Conversely, a lower torque generally corresponds to smoother (e.g.,
older) conditioning surface 126.
[0016] Based on the measured condition of conditioning surface 126,
the CMP controller 116 can make real-time changes to CMP process
parameters during polishing in some embodiments. For example, as
the conditioning surface 126 becomes more worn (as indicated by
less friction and less measured torque), the CMP controller 116 can
apply more down-force to the conditioning disk 110 (and/or more
up-force from the platen 102) so there is greater frictional
engagement between the conditioning surface 126 and polishing
surface 112. The CMP controller 116 can also apply more down-force
to the wafer via the wafer carrier 108, can increase the platen's
angular velocity 122, can increase the wafer's angular velocity
132, can alter the composition of slurry 111, and/or can increase
the temperature of the slurry 111 to increase the polish rate to
offset the change in conditioning surface 126. Other changes to CMP
process parameters 140 could also be made.
[0017] In addition, in some embodiments, the surface condition
analyzer 136 can compare the measured torque to some predetermined
torque threshold for a given set of CMP process parameters 140,
wherein the predetermined torque threshold corresponds to a torque
at which the conditioning disk 110 is to deemed "spent". For
example, for a given slurry composition, temperature, angular
velocities, etc.; if the torque falls below some predetermined
torque threshold (indicating conditioning surface 126 is too worn),
the conditioning disk 110 is deemed spent. Thus, the CMP controller
116 can notify a CMP operator that it is time to replace the
conditioning disk 110.
[0018] FIGS. 2-3 illustrate a more detailed view of one example of
how groove depths can be measured for a polishing pad 200. FIG. 2's
polishing pad 200 includes a number of grooves 202a, 202b, which
have lower surfaces 204a, 204b that are recessed relative to
polishing surface 206. Although only two grooves are shown, it will
be appreciated that any number of grooves ranging from one to
hundreds or thousands of grooves can be included on the polishing
pad 200, depending on the relative sizes of polishing pad and
respective groove widths. A depth measurement element 208, such as
an acoustic transducer, measures groove depths of the respective
grooves in real-time during wafer polishing.

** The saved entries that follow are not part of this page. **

use std::collections::HashMap;
use std::rc::Rc;
use std::sync::Arc;
use std::task::Waker;

use futures_util::task::AtomicWaker;
use tokio::runtime::Handle;
use tracing::{debug, info, warn};

use crate::control::ActorId;
use crate::events::{DocumentEvent, OpenSource};
use crate::preferences::Preferences;
use crate::protocol::{InboundMessage, MessageChannel};
use crate::session::SelectSession;
use crate::timers::DeferredTask;

/// Routes document events and parent-side messages to the dropdown session
/// of each actor. One coordinator exists per content process.
pub struct SelectCoordinator {
    handle: Handle,
    preferences: Preferences,
    actors: HashMap<ActorId, Rc<dyn MessageChannel>>,
    sessions: HashMap<ActorId, SelectSession>,
    waker: Arc<AtomicWaker>,
}

impl SelectCoordinator {
    /// Must be called from inside a tokio runtime.
    pub fn new(preferences: Preferences) -> Self {
        Self::with_handle(Handle::current(), preferences)
    }

    pub fn with_handle(handle: Handle, preferences: Preferences) -> Self {
        Self {
            handle,
            preferences,
            actors: HashMap::new(),
            sessions: HashMap::new(),
            waker: Arc::new(AtomicWaker::new()),
        }
    }

    pub fn preferences(&self) -> &Preferences {
        &self.preferences
    }

    /// Whether any dropdown in this process is currently open.
    pub fn is_open(&self) -> bool {
        !self.sessions.is_empty()
    }

    pub fn session(&self, actor: ActorId) -> Option<&SelectSession> {
        self.sessions.get(&actor)
    }

    /// Register the channel an actor's messages travel through.
    pub fn attach_actor(&mut self, actor: ActorId, channel: Rc<dyn MessageChannel>) {
        self.actors.insert(actor, channel);
    }

    /// Forget an actor whose channel went away, closing its dropdown without
    /// telling the parent side.
    pub fn detach_actor(&mut self, actor: ActorId) {
        self.actors.remove(&actor);
        if let Some(mut session) = self.sessions.remove(&actor) {
            session.abandon();
        }
    }

    pub fn handle_event(&mut self, actor: ActorId, event: DocumentEvent) {
        // While a dropdown is open its session sees every event first.
        if self.is_open() {
            if let Some(session) = self.sessions.get_mut(&actor) {
                session.handle_event(&event);
            }
            self.reap(actor);
            return;
        }

        let name = event.name();
        let DocumentEvent::ShowDropDown { control, source } = event else {
            debug!(target = "select", %actor, event = name, "ignoring event with no open dropdown");
            return;
        };
        let Some(channel) = self.actors.get(&actor).cloned() else {
            warn!(target = "select", %actor, "dropdown requested by an unattached actor");
            return;
        };

        let timer = DeferredTask::with_handle(
            self.handle.clone(),
            self.preferences.update_delay(),
            Arc::clone(&self.waker),
        );
        let session = SelectSession::open(
            actor,
            control,
            channel,
            source == OpenSource::Touch,
            self.preferences.disable_popup_autohide,
            timer,
        );
        info!(target = "select", %actor, touch = source == OpenSource::Touch, "dropdown opened");
        self.sessions.insert(actor, session);
        self.reap(actor);
    }

    pub fn receive_message(&mut self, actor: ActorId, message: InboundMessage) {
        let Some(session) = self.sessions.get_mut(&actor) else {
            debug!(target = "select", %actor, ?message, "message for actor without a dropdown");
            return;
        };
        session.receive_message(message);
        self.reap(actor);
    }

    /// Run every coalesced update whose timer fired. Returns how many ran.
    pub fn pump(&mut self) -> usize {
        let mut ran = 0;
        for session in self.sessions.values_mut() {
            if session.run_due_update() {
                ran += 1;
            }
        }
        self.sessions.retain(|_, session| !session.is_closed());
        ran
    }

    pub fn has_pending_updates(&self) -> bool {
        self.sessions
            .values()
            .any(SelectSession::has_pending_update)
    }

    /// Wake `waker` whenever a pending update becomes due.
    pub fn register_waker(&self, waker: &Waker) {
        self.waker.register(waker);
    }

    fn reap(&mut self, actor: ActorId) {
        if self
            .sessions
            .get(&actor)
            .is_some_and(SelectSession::is_closed)
        {
            self.sessions.remove(&actor);
        }
    }
}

The depth measurement
element 208 can be arranged on a scan arm (not shown) to
diametrically scan over the polishing pad 200 during polishing--as
shown by arrow 210.
[0019] In embodiments where depth measurement element 208 is an
acoustic transducer, the acoustic transducer transmits an acoustic
pulse or wave 214 and subsequently measures a reflected acoustic
pulse or wave 216 which is based on the transmitted acoustic pulse
or wave. Often, this measurement is carried out while a liquid 212,
such as deionized water or slurry for example, is present on the
polishing pad 200 to help limit attenuation of the propagating
acoustic pulse or wave. To measured the groove depth, the acoustic
transducer can analyze a time between transmission of the pulse or
wave 214 and reception of the reflected pulse or wave 216; or can
measure a phase difference between the transmitted pulse or wave
214 and received pulse or wave 216. Thus, to measure a first
polishing pad thickness t1, the acoustic transducer will measure a
first distance dl based on the time or phase difference between the
transmitted and reflected waves or pulses. As the acoustic
transducer continues its scan, it will see a change in the time or
phase difference as it starts to pass over groove. In particular,
it will see a longer time delay between transmitted and reflected
pulses or waves or a corresponding change in phase difference,
which is indicative of a second distance d1. By taking the
difference between d1 and d2, the acoustic transducer can determine
the corresponding groove depth.
[0020] If a measured groove depth is less than some predetermined
groove depth, it can indicate the polishing pad is spent. Hence, in
such an instance, a CMP controller can notify a CMP operator so the
CMP operator can replace the polishing pad 200 with a new polishing
pad. Further, in some embodiments it is possible that the polishing
ability of the polishing pad 200 changes as the pad wears. Because
of this, monitoring the groove depth in real-time allows the CMP
system to account for changes in the polishing characteristics of
the polishing pad 200 as it wears. For example, as the polishing
surface becomes more worn (as indicated by diminished groove
depths), the CMP controller 116 can apply more down-force to the
wafer via the wafer carrier 108, can increase the platen's angular
velocity 122, can increase the wafer's angular velocity 132, can
alter the composition of slurry 111, and/or can increase the
temperature of the slurry 111 to increase the polish rate or
otherwise change the CMP parameters to offset the change in
polishing surface.
[0021] FIG. 4 show a cross-sectional side view of another CMP
station 400 in accordance with some embodiments. CMP station 400
comprises platen 402, polishing pad 404 supported by platen 402,
wafer carrier 406 to hold wafer 408 proximate to polishing pad 404
during polishing, and conditioning disk 422 having conditioning
surface 424. Wafer carrier 406 includes an annular retaining ring
410, inside of which a pocket 412 houses wafer 408. A plurality of
concentric, variable-pressure elements (PE) 414a-414c are included
on wafer carrier 406. The variable pressure elements 414, which are
proximate to pocket 412, exert independent amounts of suction or
pressure onto corresponding concentric regions on the back-side of
the wafer 408a. Corresponding concentric surfaces on the front of
the wafer 408b may be called "to-be-polished" wafer surfaces.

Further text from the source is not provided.